### [TASK PROMPT]
The number of lines holding "MessagingContext" is all you should give; count them in the records below.

### [THE INPUT]

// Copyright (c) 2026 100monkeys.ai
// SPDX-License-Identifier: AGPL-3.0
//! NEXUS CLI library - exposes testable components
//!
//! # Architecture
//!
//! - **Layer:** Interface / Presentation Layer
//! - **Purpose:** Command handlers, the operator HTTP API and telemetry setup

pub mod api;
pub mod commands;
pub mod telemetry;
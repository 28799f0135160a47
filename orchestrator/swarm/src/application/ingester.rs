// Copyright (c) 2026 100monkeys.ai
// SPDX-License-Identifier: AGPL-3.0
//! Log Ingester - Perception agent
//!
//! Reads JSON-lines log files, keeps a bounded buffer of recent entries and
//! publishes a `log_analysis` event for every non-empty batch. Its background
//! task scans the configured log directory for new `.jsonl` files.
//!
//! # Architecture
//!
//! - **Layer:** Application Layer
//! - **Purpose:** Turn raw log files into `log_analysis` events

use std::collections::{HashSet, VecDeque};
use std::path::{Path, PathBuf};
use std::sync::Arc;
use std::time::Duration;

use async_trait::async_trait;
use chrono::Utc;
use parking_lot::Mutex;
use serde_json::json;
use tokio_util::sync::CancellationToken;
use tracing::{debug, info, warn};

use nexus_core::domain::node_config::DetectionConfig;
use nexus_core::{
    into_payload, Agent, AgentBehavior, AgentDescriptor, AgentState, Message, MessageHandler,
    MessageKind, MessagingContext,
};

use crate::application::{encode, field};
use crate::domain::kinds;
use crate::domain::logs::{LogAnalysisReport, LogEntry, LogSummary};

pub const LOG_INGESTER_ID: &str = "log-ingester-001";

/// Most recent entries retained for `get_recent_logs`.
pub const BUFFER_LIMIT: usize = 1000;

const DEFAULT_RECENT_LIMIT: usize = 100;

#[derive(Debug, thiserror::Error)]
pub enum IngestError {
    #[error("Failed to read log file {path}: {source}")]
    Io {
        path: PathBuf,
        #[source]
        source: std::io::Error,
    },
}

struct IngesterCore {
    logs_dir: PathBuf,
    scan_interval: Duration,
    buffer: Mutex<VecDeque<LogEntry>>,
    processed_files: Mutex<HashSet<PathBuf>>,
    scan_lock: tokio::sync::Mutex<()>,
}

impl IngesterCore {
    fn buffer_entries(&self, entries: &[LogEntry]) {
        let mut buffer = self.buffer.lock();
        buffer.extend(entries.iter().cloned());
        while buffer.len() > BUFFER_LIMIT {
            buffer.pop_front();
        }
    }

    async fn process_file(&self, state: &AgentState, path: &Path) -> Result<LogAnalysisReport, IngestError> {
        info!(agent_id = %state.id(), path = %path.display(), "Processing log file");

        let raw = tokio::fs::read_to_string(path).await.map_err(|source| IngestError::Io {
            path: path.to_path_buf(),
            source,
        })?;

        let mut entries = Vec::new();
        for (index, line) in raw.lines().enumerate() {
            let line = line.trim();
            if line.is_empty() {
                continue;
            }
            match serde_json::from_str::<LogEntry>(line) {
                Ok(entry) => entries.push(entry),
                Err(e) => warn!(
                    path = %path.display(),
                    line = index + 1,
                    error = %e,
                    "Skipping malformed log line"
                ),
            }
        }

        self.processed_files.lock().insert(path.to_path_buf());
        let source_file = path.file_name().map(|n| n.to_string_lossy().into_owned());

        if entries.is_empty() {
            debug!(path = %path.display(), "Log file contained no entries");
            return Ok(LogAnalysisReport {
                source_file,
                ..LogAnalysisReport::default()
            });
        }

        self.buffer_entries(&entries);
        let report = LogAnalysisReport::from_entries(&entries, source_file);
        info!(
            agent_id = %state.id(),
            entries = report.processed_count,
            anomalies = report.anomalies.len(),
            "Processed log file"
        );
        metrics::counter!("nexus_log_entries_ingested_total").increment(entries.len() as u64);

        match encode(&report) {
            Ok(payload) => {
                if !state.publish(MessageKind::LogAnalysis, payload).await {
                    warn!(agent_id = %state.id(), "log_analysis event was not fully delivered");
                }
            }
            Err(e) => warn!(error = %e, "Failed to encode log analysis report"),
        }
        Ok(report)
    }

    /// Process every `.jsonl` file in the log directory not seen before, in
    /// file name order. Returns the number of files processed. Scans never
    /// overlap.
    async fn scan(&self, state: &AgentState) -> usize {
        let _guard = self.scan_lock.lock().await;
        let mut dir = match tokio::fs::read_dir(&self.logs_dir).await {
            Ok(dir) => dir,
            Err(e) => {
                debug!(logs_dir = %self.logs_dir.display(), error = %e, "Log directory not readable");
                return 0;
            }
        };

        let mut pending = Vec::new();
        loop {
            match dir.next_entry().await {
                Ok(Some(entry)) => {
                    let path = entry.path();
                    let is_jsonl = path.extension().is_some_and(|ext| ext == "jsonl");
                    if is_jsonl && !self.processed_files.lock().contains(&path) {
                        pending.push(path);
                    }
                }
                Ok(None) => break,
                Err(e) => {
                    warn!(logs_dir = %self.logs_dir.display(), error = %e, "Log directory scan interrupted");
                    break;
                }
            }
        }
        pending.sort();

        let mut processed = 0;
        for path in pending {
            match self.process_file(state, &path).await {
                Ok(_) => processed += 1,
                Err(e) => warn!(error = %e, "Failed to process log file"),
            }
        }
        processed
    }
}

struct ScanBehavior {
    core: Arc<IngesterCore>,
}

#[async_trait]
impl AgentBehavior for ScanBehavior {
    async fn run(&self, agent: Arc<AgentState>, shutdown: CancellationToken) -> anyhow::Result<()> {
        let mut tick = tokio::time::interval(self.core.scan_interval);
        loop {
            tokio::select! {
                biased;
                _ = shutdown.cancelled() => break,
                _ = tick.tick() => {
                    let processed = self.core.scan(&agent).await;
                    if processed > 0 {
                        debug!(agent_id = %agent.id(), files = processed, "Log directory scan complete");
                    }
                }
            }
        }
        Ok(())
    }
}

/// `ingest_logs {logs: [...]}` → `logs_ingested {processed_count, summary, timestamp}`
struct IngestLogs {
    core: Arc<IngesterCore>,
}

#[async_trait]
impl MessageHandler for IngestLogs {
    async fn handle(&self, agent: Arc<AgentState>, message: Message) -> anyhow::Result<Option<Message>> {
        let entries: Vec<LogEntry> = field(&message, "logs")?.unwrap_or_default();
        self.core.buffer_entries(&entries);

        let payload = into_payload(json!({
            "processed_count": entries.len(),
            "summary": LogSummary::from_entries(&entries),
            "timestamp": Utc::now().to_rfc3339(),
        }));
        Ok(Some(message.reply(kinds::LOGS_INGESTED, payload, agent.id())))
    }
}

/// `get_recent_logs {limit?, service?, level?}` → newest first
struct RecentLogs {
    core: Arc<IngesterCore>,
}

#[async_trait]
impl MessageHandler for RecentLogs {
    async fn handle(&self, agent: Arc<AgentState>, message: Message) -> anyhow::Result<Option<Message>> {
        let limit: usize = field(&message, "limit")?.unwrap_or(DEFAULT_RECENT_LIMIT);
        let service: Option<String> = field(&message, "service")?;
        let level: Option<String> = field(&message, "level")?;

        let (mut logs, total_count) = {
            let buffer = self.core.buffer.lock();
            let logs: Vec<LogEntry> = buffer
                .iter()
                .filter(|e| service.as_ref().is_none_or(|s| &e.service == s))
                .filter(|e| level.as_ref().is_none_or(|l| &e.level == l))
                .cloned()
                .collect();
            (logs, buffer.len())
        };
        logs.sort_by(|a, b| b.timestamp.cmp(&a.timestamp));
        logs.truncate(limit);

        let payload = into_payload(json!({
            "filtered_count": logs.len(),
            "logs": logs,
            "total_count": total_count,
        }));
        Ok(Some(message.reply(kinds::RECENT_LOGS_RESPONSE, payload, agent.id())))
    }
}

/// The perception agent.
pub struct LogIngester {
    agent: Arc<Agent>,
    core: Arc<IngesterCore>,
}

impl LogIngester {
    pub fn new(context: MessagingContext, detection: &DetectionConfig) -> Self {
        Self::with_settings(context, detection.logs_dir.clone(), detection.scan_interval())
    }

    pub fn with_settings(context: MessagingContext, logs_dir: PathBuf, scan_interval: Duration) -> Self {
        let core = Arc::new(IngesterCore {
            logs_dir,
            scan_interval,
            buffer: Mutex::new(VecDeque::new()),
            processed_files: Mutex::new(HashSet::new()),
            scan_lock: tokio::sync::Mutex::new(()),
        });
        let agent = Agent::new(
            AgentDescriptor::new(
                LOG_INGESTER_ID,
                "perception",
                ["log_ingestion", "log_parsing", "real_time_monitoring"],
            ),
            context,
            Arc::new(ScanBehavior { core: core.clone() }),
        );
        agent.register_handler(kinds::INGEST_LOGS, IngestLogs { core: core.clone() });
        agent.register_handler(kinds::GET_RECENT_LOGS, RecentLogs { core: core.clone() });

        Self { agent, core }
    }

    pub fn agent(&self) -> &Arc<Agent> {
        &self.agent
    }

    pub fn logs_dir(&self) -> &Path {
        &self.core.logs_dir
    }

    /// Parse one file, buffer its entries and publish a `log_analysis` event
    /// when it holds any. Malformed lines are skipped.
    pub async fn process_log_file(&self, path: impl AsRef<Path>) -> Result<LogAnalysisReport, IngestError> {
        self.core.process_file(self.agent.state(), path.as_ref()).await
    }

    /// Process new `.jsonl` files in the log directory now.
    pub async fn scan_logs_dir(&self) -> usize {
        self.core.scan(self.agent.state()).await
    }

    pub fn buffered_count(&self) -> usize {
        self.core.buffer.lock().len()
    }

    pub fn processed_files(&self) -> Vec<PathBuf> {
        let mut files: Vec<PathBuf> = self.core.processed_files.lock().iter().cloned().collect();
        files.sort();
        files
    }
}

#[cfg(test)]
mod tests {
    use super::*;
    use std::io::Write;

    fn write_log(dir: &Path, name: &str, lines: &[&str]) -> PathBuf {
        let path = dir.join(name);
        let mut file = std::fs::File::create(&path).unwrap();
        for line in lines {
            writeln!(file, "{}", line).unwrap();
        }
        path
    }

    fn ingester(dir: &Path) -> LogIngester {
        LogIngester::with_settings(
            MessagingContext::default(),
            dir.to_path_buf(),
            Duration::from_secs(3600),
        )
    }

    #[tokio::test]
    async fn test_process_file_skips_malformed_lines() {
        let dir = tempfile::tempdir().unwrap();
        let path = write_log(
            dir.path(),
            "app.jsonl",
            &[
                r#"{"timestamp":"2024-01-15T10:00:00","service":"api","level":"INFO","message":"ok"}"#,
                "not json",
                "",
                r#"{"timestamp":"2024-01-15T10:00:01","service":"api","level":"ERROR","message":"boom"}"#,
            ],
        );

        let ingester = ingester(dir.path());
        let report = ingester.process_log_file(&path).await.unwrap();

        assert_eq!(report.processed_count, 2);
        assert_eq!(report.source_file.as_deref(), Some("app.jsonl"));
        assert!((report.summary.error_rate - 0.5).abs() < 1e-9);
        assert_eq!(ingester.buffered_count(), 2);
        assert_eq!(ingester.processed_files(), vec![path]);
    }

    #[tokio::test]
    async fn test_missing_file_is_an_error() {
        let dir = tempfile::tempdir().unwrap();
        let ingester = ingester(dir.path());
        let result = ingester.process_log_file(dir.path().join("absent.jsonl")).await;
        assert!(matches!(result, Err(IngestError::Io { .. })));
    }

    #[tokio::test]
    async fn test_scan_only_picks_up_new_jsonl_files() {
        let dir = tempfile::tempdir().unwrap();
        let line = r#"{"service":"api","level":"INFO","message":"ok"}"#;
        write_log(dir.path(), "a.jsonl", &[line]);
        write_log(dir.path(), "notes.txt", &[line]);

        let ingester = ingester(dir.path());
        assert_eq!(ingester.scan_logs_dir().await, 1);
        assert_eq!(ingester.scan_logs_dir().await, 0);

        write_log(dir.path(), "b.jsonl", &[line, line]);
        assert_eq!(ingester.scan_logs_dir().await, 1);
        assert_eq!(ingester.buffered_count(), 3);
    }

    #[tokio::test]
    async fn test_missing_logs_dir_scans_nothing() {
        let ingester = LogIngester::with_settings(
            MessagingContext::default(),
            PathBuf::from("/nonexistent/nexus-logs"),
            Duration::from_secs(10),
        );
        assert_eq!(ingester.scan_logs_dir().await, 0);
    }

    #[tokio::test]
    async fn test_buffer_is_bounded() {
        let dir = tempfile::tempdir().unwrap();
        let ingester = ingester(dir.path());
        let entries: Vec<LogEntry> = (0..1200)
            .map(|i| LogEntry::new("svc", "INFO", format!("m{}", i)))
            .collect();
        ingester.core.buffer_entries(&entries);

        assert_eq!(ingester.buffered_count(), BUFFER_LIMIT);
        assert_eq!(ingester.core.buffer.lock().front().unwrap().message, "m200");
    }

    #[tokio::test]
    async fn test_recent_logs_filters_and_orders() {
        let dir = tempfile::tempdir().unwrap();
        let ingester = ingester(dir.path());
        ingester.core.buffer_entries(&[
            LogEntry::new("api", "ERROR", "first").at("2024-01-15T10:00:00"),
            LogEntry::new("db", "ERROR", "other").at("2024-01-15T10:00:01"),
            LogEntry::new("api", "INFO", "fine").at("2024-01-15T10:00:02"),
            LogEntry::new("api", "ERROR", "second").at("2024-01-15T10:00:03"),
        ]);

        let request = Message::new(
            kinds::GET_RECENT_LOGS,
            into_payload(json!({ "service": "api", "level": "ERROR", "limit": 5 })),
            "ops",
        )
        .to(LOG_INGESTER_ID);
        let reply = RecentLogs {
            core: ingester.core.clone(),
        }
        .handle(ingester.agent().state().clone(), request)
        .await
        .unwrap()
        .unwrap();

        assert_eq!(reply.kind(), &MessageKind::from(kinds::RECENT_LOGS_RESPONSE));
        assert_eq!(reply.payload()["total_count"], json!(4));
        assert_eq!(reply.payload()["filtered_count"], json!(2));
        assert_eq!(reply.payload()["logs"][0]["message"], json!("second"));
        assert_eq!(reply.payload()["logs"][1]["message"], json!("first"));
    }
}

### [ANSWER]
5